Non è la prima volta che Vittorio Feltri attiva una campagna stampa potenzialmente denigratoria nei confronti del capo di IDV.
Lo scorso anno, da direttore di Libero, fece altrettanto su una vicenda analoga e, una volta ottenute esaustive e documentate spiegazioni, ammise pubblicamente che tutto era in regola.
Il fatto che, da direttore del “Giornale”, riparta con un nuovo siluro rientra nella logica dello screditare pubblicamente una avversario politico.
Speriamo che il siluro finisca nel posto necessario!
Ai lettori eventuali le logiche deduzioni….
Ci sono quotidiani che sanno screditare meglio di quanto faccia Feltri con il suo Giornale
Sicuro,caro dott.Cennamo!
Nello specifico,però, mi sono solo limitato a narrare un fatto recentemente realmente accaduto.
Comunque, se la Corte dei Conti sarà in grado di evidenziare responsabilità, da militante di IDV sarò ben lieto di dare a Di Pietro un metaforico calcio nel sedere come lui ha fatto col figlio a suo tempo.
IL mio timore è che la Corte rallenti e ritardi l’esito dell’indagine, la qual cosa danneggia comunque chi l’indagine la subisce, anche se il dott. Di Pietro, a differenza dell’egocrate megalomane, si è sempre fatto processare senza problemi.
Comunque sappia che Feltri è in ottima compagnia : attendo infatti ocn ansia la prossima fatica letteraria di Filippo Facci che, pare, prefigura altre robuste silurate.

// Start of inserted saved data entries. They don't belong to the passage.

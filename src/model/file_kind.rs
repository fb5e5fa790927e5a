//! File-type classification for result coloring.

use std::path::Path;

/// What a result path points at, as far as coloring cares.
#[derive(Debug, Clone, Copy, PartialEq, Eq, Hash, Default)]
pub enum FileKind {
    /// A directory (symlinks followed).
    Directory,
    /// Owner-executable file.
    Executable,
    /// Regular file, special file, or a path that could not be stat'ed.
    #[default]
    Other,
}

impl FileKind {
    /// Stat `path` and classify it.
    ///
    /// Symlinks are followed. Any stat failure (deleted since the search,
    /// permission denied) classifies as `Other`.
    pub fn classify(path: impl AsRef<Path>) -> Self {
        match std::fs::metadata(path) {
            Ok(meta) if meta.is_dir() => FileKind::Directory,
            Ok(meta) if is_executable(&meta) => FileKind::Executable,
            _ => FileKind::Other,
        }
    }
}

#[cfg(unix)]
fn is_executable(meta: &std::fs::Metadata) -> bool {
    use std::os::unix::fs::PermissionsExt;
    // owner execute bit
    meta.permissions().mode() & 0o100 != 0
}

#[cfg(not(unix))]
fn is_executable(_meta: &std::fs::Metadata) -> bool {
    false
}
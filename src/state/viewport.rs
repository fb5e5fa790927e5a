//! Visible window computation over the filtered result list.
//!
//! The filtered subsequence is never materialized: every call walks the
//! whole store once. That is O(n) per redraw, which is fine at the scale
//! of an interactive `find`.

use crate::model::LineStore;
use crate::state::filter::FilterState;

/// One visible result, tagged with its position in the store.
#[derive(Debug, Clone, Copy, PartialEq, Eq)]
pub struct VisibleRow<'a> {
    /// Position in the store.
    pub index: usize,
    /// The stored line.
    pub line: &'a str,
}

/// Counts from a single pagination pass.
///
/// The controller keeps the last one around so scroll keys can be
/// decided without re-walking the store.
#[derive(Debug, Clone, Copy, Default, PartialEq, Eq)]
pub struct PageStats {
    /// Rows actually collected.
    pub shown: usize,
    /// Lines matching the filter across the whole store.
    pub total_matching: usize,
    /// Row budget the page was computed with.
    pub capacity: usize,
}

/// Result of [`paginate`].
#[derive(Debug, Clone, PartialEq, Eq)]
pub struct Page<'a> {
    /// Number of rows collected.
    pub shown: usize,
    /// Lines matching the filter across the whole store.
    pub total_matching: usize,
    /// Row budget the page was computed with.
    pub capacity: usize,
    /// The visible rows, in store order.
    pub rows: Vec<VisibleRow<'a>>,
}

impl Page<'_> {
    /// Counts without the borrowed rows.
    pub fn stats(&self) -> PageStats {
        PageStats {
            shown: self.shown,
            total_matching: self.total_matching,
            capacity: self.capacity,
        }
    }
}

/// Skip `offset` matching lines, then collect up to `max_rows` more.
///
/// An `offset` at or past `total_matching` yields an empty page; clamping
/// is the caller's job.
pub fn paginate<'a>(
    store: &'a LineStore,
    filter: &FilterState,
    offset: usize,
    max_rows: usize,
) -> Page<'a> {
    let mut total_matching = 0;
    let mut rows = Vec::with_capacity(max_rows.min(store.size()));

    for (index, line) in store.iter().enumerate() {
        if !filter.matches(line) {
            continue;
        }
        if total_matching >= offset && rows.len() < max_rows {
            rows.push(VisibleRow { index, line });
        }
        total_matching += 1;
    }

    Page {
        shown: rows.len(),
        total_matching,
        capacity: max_rows,
        rows,
    }
}
//! Internal test modules - whitebox tests with crate access
//!
//! Harness-driven acceptance tests run the real event path against a
//! TestBackend and a scripted enumerator.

E’ il destino di chi non si allinea al bauscia di Arcore, ma attendo ansioso il tutto.
Saluti cordiali.
p.s. a proposito di Corte dei Conti : può mica dirmi se esiste un aggiornamento in merito all’inchiesta sui conti della giunta Villani?
Sembra che, sulla questione, sia calato un velo d’inquietante silenzio.